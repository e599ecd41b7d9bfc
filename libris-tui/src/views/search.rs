//! Search form, result grid and pagination.

use crate::nav::Focus;
use crate::state::{App, ResultsState};
use crate::widgets::{Pagination, StatusIndicator};
use libris_core::SearchResult;
use ratatui::{
    layout::{Alignment, Constraint, Direction, Layout, Rect},
    style::Style,
    widgets::{Block, Borders, List, ListItem, ListState, Paragraph},
    Frame,
};

pub fn render(f: &mut Frame<'_>, app: &App, area: Rect) {
    let chunks = Layout::default()
        .direction(Direction::Vertical)
        .constraints([Constraint::Length(3), Constraint::Min(0)])
        .split(area);

    render_form(f, app, chunks[0]);
    render_results(f, app, chunks[1]);
}

fn render_form(f: &mut Frame<'_>, app: &App, area: Rect) {
    let mut input = app.input.clone();
    input.set_block(
        Block::default()
            .title("Search")
            .borders(Borders::ALL)
            .border_style(app.theme.border_style(app.focus == Focus::Input)),
    );
    f.render_widget(input.widget(), area);
}

/// Message for the states that have no grid.
pub fn state_message(state: &ResultsState) -> Option<String> {
    match state {
        ResultsState::Empty => Some("Type a title, author or subject and press Enter.".to_string()),
        ResultsState::Pending => Some("Searching...".to_string()),
        ResultsState::Error(message) => Some(format!("Something went wrong: {}", message)),
        ResultsState::NoResults => Some("No books match this search.".to_string()),
        ResultsState::Ready { .. } => None,
    }
}

pub fn result_label(result: &SearchResult) -> String {
    let mut label = result.title.clone();
    if let Some(author) = &result.author_name {
        label.push_str(" by ");
        label.push_str(author);
    }
    if let Some(year) = result.publish_year {
        label.push_str(&format!(" ({})", year));
    }
    label
}

fn render_results(f: &mut Frame<'_>, app: &App, area: Rect) {
    let border_style = app.theme.border_style(app.focus == Focus::Results);

    let ResultsState::Ready {
        page,
        placeholder,
        fetching,
    } = &app.results
    else {
        let style = match app.results {
            ResultsState::Error(_) => Style::default().fg(app.theme.error),
            _ => Style::default().fg(app.theme.text_dim),
        };
        let indicator = StatusIndicator {
            title: "Results",
            status: state_message(&app.results).unwrap_or_default(),
            style,
            border_style,
        };
        indicator.render(f, area);
        return;
    };

    let chunks = Layout::default()
        .direction(Direction::Vertical)
        .constraints([
            Constraint::Length(1),
            Constraint::Min(0),
            Constraint::Length(2),
        ])
        .split(area);

    let count = if *fetching {
        format!("{} records found (updating...)", page.num_found)
    } else {
        format!("{} records found", page.num_found)
    };
    f.render_widget(
        Paragraph::new(count)
            .alignment(Alignment::Right)
            .style(Style::default().fg(app.theme.text_dim)),
        chunks[0],
    );

    let row_style = app.theme.row_style(*placeholder);
    let items: Vec<ListItem> = page
        .docs
        .iter()
        .map(|result| ListItem::new(result_label(result)).style(row_style))
        .collect();

    let mut state = ListState::default();
    if !page.docs.is_empty() && app.focus == Focus::Results {
        state.select(Some(app.selected.min(page.docs.len() - 1)));
    }

    let list = List::new(items)
        .block(
            Block::default()
                .title("Results")
                .borders(Borders::ALL)
                .border_style(border_style),
        )
        .highlight_style(app.theme.selected_style())
        .highlight_symbol("> ");
    f.render_stateful_widget(list, chunks[1], &mut state);

    let pagination = Pagination {
        page: app.page,
        max_pages: app.results.max_pages(),
        active_style: Style::default().fg(app.theme.primary),
        inactive_style: Style::default().fg(app.theme.text_muted),
    };
    pagination.render(f, chunks[2]);
}

#[cfg(test)]
mod tests {
    use super::*;
    use libris_core::{AuthorId, BookId};

    #[test]
    fn test_result_label_includes_author_and_year() {
        let result = SearchResult {
            id: BookId::new("/works/OL1W"),
            title: "Dune".to_string(),
            author_name: Some("Frank Herbert".to_string()),
            author_id: Some(AuthorId::new("/authors/OL1A")),
            cover_id: None,
            publish_year: Some(1965),
        };
        assert_eq!(result_label(&result), "Dune by Frank Herbert (1965)");
    }

    #[test]
    fn test_result_label_without_optional_fields() {
        let result = SearchResult {
            id: BookId::new("/works/OL2W"),
            title: "Anonymous".to_string(),
            author_name: None,
            author_id: None,
            cover_id: None,
            publish_year: None,
        };
        assert_eq!(result_label(&result), "Anonymous");
    }

    #[test]
    fn test_every_non_grid_state_has_a_message() {
        assert!(state_message(&ResultsState::Empty).is_some());
        assert!(state_message(&ResultsState::Pending).is_some());
        assert!(state_message(&ResultsState::NoResults).is_some());
        assert!(state_message(&ResultsState::Error("boom".to_string()))
            .unwrap()
            .contains("boom"));
    }
}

===

Set down each line of the material verbatim, from the first line through the line that contains "pub fn render(f: &mut".

repository e599ecd41b7d9bfc
filename libris-tui/src/views/search.rs
//! Search form, result grid and pagination.

use crate::nav::Focus;
use crate::state::{App, ResultsState};
use crate::widgets::{Pagination, StatusIndicator};
use libris_core::SearchResult;
use ratatui::{
    layout::{Alignment, Constraint, Direction, Layout, Rect},
    style::Style,
    widgets::{Block, Borders, List, ListItem, ListState, Paragraph},
    Frame,
};

pub fn render(f: &mut Frame<'_>, app: &App, area: Rect) {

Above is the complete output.